DIRECTIONS:
All lines of the records below that contain the word "EveningStarDetector" must be listed.

━━━━━━━━━━━━━━━━

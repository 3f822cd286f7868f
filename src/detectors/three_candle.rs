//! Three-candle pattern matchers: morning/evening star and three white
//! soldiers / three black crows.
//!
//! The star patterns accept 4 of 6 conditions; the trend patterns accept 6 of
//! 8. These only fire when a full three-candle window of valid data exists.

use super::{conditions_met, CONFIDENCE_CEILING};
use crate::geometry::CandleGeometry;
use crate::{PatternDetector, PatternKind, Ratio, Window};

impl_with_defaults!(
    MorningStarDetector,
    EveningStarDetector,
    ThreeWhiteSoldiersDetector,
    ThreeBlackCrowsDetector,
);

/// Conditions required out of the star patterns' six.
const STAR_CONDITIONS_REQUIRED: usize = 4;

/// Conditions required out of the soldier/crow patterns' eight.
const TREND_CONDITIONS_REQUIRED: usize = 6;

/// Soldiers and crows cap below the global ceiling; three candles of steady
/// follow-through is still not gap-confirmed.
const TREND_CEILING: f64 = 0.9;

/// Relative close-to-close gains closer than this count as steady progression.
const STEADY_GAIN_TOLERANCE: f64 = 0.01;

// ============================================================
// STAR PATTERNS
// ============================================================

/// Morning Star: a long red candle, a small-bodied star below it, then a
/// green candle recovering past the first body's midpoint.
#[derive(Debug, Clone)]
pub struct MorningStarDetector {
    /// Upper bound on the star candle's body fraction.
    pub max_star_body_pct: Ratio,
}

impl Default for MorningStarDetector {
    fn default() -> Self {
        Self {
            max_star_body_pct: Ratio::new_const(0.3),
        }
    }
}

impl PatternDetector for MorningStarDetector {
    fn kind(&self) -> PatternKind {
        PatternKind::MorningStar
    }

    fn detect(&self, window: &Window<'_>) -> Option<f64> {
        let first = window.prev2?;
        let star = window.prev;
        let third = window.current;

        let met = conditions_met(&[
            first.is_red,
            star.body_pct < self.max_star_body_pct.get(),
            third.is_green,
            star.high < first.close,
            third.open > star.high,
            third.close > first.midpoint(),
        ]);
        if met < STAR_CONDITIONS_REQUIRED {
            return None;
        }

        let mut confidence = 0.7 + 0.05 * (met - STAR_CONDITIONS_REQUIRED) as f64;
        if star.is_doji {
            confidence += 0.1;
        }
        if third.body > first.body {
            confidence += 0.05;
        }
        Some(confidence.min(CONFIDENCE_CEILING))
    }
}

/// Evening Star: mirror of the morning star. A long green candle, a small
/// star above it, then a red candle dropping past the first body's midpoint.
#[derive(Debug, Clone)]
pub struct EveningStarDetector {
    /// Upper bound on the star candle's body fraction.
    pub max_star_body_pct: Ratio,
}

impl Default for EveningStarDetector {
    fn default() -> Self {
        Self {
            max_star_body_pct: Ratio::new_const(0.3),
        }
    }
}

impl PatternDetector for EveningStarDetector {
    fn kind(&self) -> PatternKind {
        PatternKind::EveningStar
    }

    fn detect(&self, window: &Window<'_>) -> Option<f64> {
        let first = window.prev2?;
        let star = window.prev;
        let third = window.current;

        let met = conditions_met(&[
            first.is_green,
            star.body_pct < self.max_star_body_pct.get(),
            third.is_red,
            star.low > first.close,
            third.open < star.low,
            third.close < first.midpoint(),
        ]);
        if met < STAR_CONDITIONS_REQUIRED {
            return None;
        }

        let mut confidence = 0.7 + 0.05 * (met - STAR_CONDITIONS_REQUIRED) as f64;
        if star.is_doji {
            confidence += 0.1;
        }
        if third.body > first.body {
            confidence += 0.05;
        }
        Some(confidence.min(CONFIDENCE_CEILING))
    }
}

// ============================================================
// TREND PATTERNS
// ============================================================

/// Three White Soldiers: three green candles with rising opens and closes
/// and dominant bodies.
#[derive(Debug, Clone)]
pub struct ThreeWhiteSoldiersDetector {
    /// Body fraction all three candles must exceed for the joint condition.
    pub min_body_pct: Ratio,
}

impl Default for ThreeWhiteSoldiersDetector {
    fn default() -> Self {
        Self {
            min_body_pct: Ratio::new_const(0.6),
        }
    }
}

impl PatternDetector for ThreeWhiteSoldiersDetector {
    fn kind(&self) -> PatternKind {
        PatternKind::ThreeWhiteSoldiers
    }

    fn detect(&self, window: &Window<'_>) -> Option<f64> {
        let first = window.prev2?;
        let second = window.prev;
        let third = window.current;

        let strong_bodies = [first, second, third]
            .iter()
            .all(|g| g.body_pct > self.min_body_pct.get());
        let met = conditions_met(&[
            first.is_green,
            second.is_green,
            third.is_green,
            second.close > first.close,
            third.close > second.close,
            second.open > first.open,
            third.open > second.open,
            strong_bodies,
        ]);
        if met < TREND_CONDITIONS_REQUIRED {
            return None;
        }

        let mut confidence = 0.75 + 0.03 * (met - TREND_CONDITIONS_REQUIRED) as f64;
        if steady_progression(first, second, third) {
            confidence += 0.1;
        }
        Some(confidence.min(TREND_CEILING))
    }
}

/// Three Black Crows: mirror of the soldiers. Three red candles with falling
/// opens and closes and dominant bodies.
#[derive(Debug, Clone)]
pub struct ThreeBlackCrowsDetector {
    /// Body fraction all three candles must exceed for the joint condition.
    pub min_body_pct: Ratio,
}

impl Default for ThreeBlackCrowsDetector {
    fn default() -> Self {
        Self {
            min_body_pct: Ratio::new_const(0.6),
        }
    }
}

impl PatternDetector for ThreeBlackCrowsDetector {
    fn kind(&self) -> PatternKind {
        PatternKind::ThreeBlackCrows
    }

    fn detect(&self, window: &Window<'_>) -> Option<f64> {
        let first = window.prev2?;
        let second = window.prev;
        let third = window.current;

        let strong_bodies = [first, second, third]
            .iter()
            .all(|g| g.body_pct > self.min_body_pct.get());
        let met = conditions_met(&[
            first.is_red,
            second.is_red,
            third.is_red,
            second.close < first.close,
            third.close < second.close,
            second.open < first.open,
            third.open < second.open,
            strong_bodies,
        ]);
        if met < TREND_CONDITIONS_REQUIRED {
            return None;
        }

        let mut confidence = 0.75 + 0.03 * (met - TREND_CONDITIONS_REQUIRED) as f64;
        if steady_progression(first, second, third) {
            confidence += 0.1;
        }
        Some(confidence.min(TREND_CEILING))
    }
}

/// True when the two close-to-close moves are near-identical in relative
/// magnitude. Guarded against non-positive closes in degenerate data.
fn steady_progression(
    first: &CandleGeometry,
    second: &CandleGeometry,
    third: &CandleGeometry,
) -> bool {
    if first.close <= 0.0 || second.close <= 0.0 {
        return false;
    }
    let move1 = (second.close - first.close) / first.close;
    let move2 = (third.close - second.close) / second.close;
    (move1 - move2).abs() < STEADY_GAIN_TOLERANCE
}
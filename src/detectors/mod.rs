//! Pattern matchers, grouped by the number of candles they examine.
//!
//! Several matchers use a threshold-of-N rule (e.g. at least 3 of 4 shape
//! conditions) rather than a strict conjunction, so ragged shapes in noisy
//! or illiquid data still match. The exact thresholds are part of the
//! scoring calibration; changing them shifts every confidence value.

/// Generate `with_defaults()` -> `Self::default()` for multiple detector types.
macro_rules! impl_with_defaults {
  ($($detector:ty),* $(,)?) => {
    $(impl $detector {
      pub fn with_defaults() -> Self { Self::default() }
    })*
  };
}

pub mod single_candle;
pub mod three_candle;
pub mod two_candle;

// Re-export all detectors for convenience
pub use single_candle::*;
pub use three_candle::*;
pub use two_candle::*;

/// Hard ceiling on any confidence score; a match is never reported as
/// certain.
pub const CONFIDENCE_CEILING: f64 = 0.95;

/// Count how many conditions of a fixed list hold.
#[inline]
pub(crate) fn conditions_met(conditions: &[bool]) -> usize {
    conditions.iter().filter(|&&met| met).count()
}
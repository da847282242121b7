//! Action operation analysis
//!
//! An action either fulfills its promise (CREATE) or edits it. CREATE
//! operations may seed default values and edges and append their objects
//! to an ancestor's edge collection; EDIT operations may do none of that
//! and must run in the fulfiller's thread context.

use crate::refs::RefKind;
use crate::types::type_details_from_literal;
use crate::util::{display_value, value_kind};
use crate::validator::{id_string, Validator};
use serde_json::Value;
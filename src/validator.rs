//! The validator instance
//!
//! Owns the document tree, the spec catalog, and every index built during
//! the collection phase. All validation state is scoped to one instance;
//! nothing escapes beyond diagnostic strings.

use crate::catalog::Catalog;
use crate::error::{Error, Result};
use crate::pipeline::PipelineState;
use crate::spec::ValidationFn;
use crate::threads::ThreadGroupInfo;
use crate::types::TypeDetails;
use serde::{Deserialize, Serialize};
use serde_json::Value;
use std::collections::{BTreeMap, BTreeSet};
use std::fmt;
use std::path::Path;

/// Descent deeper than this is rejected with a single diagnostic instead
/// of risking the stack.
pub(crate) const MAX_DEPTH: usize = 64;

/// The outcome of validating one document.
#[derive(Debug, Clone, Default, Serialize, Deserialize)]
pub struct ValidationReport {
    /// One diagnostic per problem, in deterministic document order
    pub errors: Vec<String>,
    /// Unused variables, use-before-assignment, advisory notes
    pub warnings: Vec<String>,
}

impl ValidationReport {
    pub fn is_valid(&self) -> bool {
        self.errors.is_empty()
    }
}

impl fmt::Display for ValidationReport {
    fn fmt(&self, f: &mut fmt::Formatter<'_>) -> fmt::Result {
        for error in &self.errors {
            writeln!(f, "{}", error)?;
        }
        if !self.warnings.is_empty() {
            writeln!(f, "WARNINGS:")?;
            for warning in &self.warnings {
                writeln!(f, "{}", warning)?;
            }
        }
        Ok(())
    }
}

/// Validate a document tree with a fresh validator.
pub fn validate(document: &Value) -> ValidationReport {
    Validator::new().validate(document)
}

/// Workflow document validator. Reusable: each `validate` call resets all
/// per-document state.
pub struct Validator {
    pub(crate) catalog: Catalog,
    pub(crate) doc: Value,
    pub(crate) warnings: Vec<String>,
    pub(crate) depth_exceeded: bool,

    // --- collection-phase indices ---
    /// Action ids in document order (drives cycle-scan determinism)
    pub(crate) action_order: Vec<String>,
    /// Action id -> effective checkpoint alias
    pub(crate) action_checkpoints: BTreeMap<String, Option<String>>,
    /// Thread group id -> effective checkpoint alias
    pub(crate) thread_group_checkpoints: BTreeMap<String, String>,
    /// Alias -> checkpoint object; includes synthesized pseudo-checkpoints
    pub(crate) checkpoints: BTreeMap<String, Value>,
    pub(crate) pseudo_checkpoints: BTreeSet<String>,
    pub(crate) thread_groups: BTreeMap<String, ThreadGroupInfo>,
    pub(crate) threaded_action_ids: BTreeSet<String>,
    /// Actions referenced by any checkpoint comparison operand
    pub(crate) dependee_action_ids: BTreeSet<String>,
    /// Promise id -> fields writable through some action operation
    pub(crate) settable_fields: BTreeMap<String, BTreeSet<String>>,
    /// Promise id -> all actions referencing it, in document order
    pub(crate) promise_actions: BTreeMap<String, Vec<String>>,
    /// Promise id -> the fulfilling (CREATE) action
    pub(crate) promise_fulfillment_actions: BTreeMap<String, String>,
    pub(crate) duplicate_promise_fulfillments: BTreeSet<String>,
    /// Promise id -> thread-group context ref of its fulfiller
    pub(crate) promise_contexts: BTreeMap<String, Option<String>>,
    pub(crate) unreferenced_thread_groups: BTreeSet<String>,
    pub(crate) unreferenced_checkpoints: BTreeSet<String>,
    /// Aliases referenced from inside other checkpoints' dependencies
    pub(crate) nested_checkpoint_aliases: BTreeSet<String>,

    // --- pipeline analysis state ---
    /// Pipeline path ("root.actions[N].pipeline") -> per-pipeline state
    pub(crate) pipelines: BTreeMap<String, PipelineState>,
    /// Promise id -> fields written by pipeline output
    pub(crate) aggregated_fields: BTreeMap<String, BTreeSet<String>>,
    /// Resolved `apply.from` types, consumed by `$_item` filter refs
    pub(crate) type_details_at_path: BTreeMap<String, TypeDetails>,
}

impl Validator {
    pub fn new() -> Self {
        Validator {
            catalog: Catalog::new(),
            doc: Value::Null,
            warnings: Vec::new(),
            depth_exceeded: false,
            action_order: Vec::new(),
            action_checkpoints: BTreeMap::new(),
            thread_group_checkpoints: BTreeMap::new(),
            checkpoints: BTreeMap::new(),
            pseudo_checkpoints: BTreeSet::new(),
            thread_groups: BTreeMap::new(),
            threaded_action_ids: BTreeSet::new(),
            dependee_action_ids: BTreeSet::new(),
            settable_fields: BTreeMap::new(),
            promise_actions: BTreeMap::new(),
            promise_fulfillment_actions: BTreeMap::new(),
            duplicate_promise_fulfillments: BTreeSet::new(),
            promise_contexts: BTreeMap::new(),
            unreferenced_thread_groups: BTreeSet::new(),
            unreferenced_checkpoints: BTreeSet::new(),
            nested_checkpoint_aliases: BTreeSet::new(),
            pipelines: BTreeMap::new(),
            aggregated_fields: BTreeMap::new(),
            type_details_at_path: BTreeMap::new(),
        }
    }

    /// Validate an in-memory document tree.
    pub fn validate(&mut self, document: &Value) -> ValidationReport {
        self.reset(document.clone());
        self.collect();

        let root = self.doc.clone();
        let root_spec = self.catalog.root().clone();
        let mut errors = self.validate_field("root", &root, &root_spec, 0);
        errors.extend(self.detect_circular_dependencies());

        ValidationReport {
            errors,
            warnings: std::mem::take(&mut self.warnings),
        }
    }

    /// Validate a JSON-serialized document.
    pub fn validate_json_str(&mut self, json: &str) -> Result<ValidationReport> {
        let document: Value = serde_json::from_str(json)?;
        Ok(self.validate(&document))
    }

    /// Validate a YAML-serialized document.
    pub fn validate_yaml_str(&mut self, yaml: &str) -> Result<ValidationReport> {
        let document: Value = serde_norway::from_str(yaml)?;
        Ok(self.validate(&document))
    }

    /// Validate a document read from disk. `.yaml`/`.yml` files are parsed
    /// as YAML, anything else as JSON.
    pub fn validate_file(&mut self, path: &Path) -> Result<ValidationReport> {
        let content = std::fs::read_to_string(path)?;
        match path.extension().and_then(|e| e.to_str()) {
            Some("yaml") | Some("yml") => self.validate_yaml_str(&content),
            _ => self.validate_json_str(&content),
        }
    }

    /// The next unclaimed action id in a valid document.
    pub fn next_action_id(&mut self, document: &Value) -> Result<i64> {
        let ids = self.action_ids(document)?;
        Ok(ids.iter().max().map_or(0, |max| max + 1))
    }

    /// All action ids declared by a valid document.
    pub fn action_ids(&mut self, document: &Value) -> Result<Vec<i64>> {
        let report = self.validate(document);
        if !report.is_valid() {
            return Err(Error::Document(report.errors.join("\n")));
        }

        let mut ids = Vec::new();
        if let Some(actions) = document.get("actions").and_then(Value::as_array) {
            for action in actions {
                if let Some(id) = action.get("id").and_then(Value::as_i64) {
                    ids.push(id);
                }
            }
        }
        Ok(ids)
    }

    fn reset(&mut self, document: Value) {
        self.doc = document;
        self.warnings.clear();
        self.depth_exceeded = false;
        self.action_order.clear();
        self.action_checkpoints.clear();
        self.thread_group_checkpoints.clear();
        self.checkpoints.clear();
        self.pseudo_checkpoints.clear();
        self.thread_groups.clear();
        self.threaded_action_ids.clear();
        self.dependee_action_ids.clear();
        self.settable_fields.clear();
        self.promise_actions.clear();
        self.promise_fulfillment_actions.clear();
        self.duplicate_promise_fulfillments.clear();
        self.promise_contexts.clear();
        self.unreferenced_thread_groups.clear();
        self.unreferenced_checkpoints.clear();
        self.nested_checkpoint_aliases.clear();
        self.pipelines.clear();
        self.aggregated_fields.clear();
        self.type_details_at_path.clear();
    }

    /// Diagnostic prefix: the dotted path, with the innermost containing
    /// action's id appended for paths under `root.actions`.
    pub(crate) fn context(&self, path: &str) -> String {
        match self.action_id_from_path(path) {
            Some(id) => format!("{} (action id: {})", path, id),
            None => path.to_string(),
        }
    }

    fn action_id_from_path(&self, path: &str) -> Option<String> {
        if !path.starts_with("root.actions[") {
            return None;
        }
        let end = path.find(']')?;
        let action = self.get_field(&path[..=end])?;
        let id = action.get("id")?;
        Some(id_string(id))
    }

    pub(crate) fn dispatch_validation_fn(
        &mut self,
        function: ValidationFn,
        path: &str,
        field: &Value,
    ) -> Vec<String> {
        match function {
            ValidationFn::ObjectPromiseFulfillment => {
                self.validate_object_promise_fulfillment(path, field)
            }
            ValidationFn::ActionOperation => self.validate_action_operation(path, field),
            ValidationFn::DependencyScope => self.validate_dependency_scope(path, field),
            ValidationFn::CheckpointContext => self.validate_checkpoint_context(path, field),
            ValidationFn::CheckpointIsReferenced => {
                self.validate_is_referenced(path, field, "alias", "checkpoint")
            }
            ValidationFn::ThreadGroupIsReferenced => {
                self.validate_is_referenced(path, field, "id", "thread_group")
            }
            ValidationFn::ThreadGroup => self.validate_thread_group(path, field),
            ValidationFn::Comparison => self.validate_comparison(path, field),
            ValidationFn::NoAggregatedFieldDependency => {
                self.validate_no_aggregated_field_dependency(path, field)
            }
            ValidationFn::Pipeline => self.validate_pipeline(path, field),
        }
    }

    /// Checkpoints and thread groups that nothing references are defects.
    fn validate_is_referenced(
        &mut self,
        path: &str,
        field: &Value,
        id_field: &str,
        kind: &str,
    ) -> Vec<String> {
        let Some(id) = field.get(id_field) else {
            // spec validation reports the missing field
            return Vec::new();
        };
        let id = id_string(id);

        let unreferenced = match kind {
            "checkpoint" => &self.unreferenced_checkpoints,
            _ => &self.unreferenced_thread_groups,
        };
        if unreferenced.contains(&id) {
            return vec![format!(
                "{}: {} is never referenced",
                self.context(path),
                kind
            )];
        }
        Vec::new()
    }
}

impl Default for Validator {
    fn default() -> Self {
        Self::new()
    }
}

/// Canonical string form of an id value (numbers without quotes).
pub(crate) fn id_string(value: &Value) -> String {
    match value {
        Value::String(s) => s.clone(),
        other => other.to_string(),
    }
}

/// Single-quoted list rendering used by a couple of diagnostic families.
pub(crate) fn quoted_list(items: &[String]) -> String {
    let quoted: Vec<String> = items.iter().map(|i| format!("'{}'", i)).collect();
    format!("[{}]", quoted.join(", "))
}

━━━━━━━━━━━━━━━━

EXPECTED ANSWER:
    EveningStarDetector,
pub struct EveningStarDetector {
impl Default for EveningStarDetector {
impl PatternDetector for EveningStarDetector {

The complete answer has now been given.